Provided records:
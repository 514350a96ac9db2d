//! Configuration types for the wkp-agent pipeline.
//!
//! These types represent the validated runtime configuration handed to the
//! watchers, pollers and transports. Loading and parsing the configuration
//! file is handled by the agent binary.

mod poller;
mod transport;
mod watcher;

pub use poller::PollerConfig;
pub use transport::{DEFAULT_TRANSPORT_TIMEOUT, TransportConfig};
pub use watcher::{DEFAULT_CACHE_SYNC_TIMEOUT, DEFAULT_MAX_RETRIES, WatcherConfig};
//! Event type definitions for the watcher pipeline.

use std::sync::Arc;

pub use wkp_agent_sdk::objects::ChangeType;

/// Identity of a single queued notification.
///
/// Two notifications for the same object share a key but never a
/// generation, so retry history is tracked per notification.
#[derive(Debug, Clone, PartialEq, Eq, Hash)]
pub struct ItemId {
    pub key: String,
    pub generation: u64,
}

/// A change observed on a watched object.
///
/// The resource is the object as it was when the notification fired, not
/// whatever the cache holds by the time a worker gets to it.
#[derive(Debug)]
pub struct ChangeEvent<K> {
    key: String,
    change_type: ChangeType,
    resource: Arc<K>,
    pub(crate) generation: u64,
}

impl<K> ChangeEvent<K> {
    /// Create an event that has not been enqueued yet.
    pub fn new(key: impl Into<String>, change_type: ChangeType, resource: Arc<K>) -> Self {
        Self {
            key: key.into(),
            change_type,
            resource,
            generation: 0,
        }
    }

    /// `namespace/name`, or just `name` for cluster-scoped objects.
    pub fn key(&self) -> &str {
        &self.key
    }

    pub fn change_type(&self) -> ChangeType {
        self.change_type
    }

    pub fn resource(&self) -> Arc<K> {
        Arc::clone(&self.resource)
    }

    /// Sequence number assigned by the queue, `0` before enqueueing.
    pub fn generation(&self) -> u64 {
        self.generation
    }

    pub fn id(&self) -> ItemId {
        ItemId {
            key: self.key.clone(),
            generation: self.generation,
        }
    }
}

impl<K> Clone for ChangeEvent<K> {
    fn clone(&self) -> Self {
        Self {
            key: self.key.clone(),
            change_type: self.change_type,
            resource: Arc::clone(&self.resource),
            generation: self.generation,
        }
    }
}
#![cfg_attr(not(test), deny(clippy::unwrap_used))]
#![cfg_attr(not(test), deny(clippy::expect_used))]
#![cfg_attr(not(test), deny(clippy::panic))]
#![forbid(unsafe_code)]

pub mod collectors;
pub mod config;
pub mod events;
pub mod informer;
pub mod processors;
pub mod queue;
pub mod transport;
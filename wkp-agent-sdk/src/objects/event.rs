//! Kubernetes event payload and the change types reported by watchers.

use crate::envelope::EventPayload;
use k8s_openapi::api::core::v1::Event;
use serde::{Deserialize, Serialize};

/// Kind of change observed on a watched object.
#[derive(Debug, Clone, Copy, PartialEq, Eq, Hash, Serialize, Deserialize)]
#[serde(rename_all = "lowercase")]
pub enum ChangeType {
    Added,
    Updated,
    Deleted,
}

impl std::fmt::Display for ChangeType {
    fn fmt(&self, f: &mut std::fmt::Formatter<'_>) -> std::fmt::Result {
        match self {
            ChangeType::Added => write!(f, "added"),
            ChangeType::Updated => write!(f, "updated"),
            ChangeType::Deleted => write!(f, "deleted"),
        }
    }
}

/// A core/v1 Event observed in the cluster.
#[derive(Debug, Clone, PartialEq, Serialize, Deserialize)]
#[serde(rename_all = "camelCase")]
pub struct KubernetesEvent {
    pub token: String,
    pub change_type: ChangeType,
    pub event: Event,
}

impl EventPayload for KubernetesEvent {
    const EVENT_TYPE: &'static str = "Event";
}

#[cfg(test)]
mod tests {
    use super::*;

    #[test]
    fn test_change_type_wire_format() {
        assert_eq!(
            serde_json::to_string(&ChangeType::Updated).unwrap(),
            "\"updated\""
        );
        assert_eq!(ChangeType::Deleted.to_string(), "deleted");
    }
}
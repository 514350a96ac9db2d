//! HTTP transport using the CloudEvents binary content mode.
//!
//! The envelope's attributes travel as `ce-*` headers and the payload is the
//! request body, so the collector can route on headers without parsing the
//! body.

use crate::config::TransportConfig;
use crate::transport::{DeliveryOutcome, Transport, TransportError};
use async_trait::async_trait;
use reqwest::header::CONTENT_TYPE;
use time::format_description::well_known::Rfc3339;
use tracing::debug;
use url::Url;
use wkp_agent_sdk::EventEnvelope;

pub const HEADER_SPEC_VERSION: &str = "ce-specversion";
pub const HEADER_ID: &str = "ce-id";
pub const HEADER_SOURCE: &str = "ce-source";
pub const HEADER_TYPE: &str = "ce-type";
pub const HEADER_TIME: &str = "ce-time";

/// Posts every envelope to a single collector endpoint.
#[derive(Debug, Clone)]
pub struct HttpTransport {
    url: Url,
    http_client: reqwest::Client,
}

impl HttpTransport {
    pub fn new(config: &TransportConfig) -> Result<Self, TransportError> {
        let http_client = reqwest::Client::builder()
            .timeout(config.timeout)
            .build()?;
        Ok(Self {
            url: config.url.clone(),
            http_client,
        })
    }

    async fn post(&self, envelope: &EventEnvelope) -> Result<DeliveryOutcome, TransportError> {
        let occurred_at = envelope.occurred_at().format(&Rfc3339)?;

        let response = self
            .http_client
            .post(self.url.clone())
            .header(HEADER_SPEC_VERSION, envelope.spec_version())
            .header(HEADER_ID, envelope.id().to_string())
            .header(HEADER_SOURCE, envelope.source())
            .header(HEADER_TYPE, envelope.event_type())
            .header(HEADER_TIME, occurred_at)
            .header(CONTENT_TYPE, envelope.content_type())
            .body(envelope.body().clone())
            .send()
            .await?;

        let status = response.status();
        if status.is_success() {
            debug!(id = %envelope.id(), status = %status, "Envelope accepted");
            Ok(DeliveryOutcome::Delivered)
        } else {
            let body = response.text().await.unwrap_or_default();
            Ok(DeliveryOutcome::Undelivered(format!(
                "status {}: {}",
                status.as_u16(),
                body
            )))
        }
    }
}

#[async_trait]
impl Transport for HttpTransport {
    async fn send(&self, envelope: &EventEnvelope) -> DeliveryOutcome {
        self.post(envelope)
            .await
            .unwrap_or_else(DeliveryOutcome::TransportError)
    }
}

#[cfg(test)]
mod tests {
    use super::*;
    use axum::Router;
    use axum::http::{HeaderMap, StatusCode};
    use axum::routing::post;
    use bytes::Bytes;
    use serde::{Deserialize, Serialize};
    use std::sync::{Arc, Mutex};
    use std::time::Duration;
    use wkp_agent_sdk::EventPayload;

    #[derive(Debug, Serialize, Deserialize)]
    struct Ping {
        seq: u32,
    }

    impl EventPayload for Ping {
        const EVENT_TYPE: &'static str = "Ping";
    }

    type Captured = Arc<Mutex<Vec<(HeaderMap, Bytes)>>>;

    async fn collector(status: StatusCode) -> (Url, Captured) {
        let captured: Captured = Arc::default();
        let sink = Arc::clone(&captured);
        let app = Router::new().route(
            "/events",
            post(move |headers: HeaderMap, body: Bytes| {
                let sink = Arc::clone(&sink);
                async move {
                    sink.lock().unwrap().push((headers, body));
                    (status, "collector says no")
                }
            }),
        );

        let listener = tokio::net::TcpListener::bind("127.0.0.1:0").await.unwrap();
        let addr = listener.local_addr().unwrap();
        tokio::spawn(async move {
            axum::serve(listener, app).await.unwrap();
        });

        let url = Url::parse(&format!("http://{addr}/events")).unwrap();
        (url, captured)
    }

    fn transport(url: Url) -> HttpTransport {
        HttpTransport::new(&TransportConfig {
            url,
            timeout: Duration::from_secs(5),
        })
        .unwrap()
    }

    #[tokio::test]
    async fn test_posts_binary_mode_cloudevent() {
        let (url, captured) = collector(StatusCode::ACCEPTED).await;
        let envelope = EventEnvelope::new("wkp-agent", &Ping { seq: 3 }).unwrap();

        let outcome = transport(url).send(&envelope).await;
        assert!(outcome.is_delivered());

        let captured = captured.lock().unwrap();
        let (headers, body) = &captured[0];
        assert_eq!(headers[HEADER_SPEC_VERSION], "1.0");
        assert_eq!(headers[HEADER_ID], envelope.id().to_string().as_str());
        assert_eq!(headers[HEADER_SOURCE], "wkp-agent");
        assert_eq!(headers[HEADER_TYPE], "Ping");
        assert_eq!(headers[CONTENT_TYPE], "application/json");
        assert!(headers.contains_key(HEADER_TIME));
        assert_eq!(body, envelope.body());
    }

    #[tokio::test]
    async fn test_rejection_is_undelivered() {
        let (url, _captured) = collector(StatusCode::INTERNAL_SERVER_ERROR).await;
        let envelope = EventEnvelope::new("wkp-agent", &Ping { seq: 3 }).unwrap();

        match transport(url).send(&envelope).await {
            DeliveryOutcome::Undelivered(reason) => {
                assert_eq!(reason, "status 500: collector says no");
            }
            other => panic!("unexpected outcome: {other:?}"),
        }
    }

    #[tokio::test]
    async fn test_unreachable_collector_is_transport_error() {
        let listener = tokio::net::TcpListener::bind("127.0.0.1:0").await.unwrap();
        let addr = listener.local_addr().unwrap();
        drop(listener);

        let url = Url::parse(&format!("http://{addr}/events")).unwrap();
        let envelope = EventEnvelope::new("wkp-agent", &Ping { seq: 3 }).unwrap();

        assert!(matches!(
            transport(url).send(&envelope).await,
            DeliveryOutcome::TransportError(TransportError::Request(_))
        ));
    }
}
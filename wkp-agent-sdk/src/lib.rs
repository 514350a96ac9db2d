//! Wire types for the wkp-agent.
//!
//! Everything the agent puts on the message bus is defined here so that the
//! collector on the other side can decode it with the same types.

#![forbid(unsafe_code)]

pub mod envelope;
pub mod objects;

pub use envelope::{CLOUDEVENTS_SPEC_VERSION, EventEnvelope, EventPayload, JSON_CONTENT_TYPE};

Aim of the exercise: Copy out every line of the data where the word "response" occurs.

Solution to the exercise:
        let response = self
        let status = response.status();
            let body = response.text().await.unwrap_or_default();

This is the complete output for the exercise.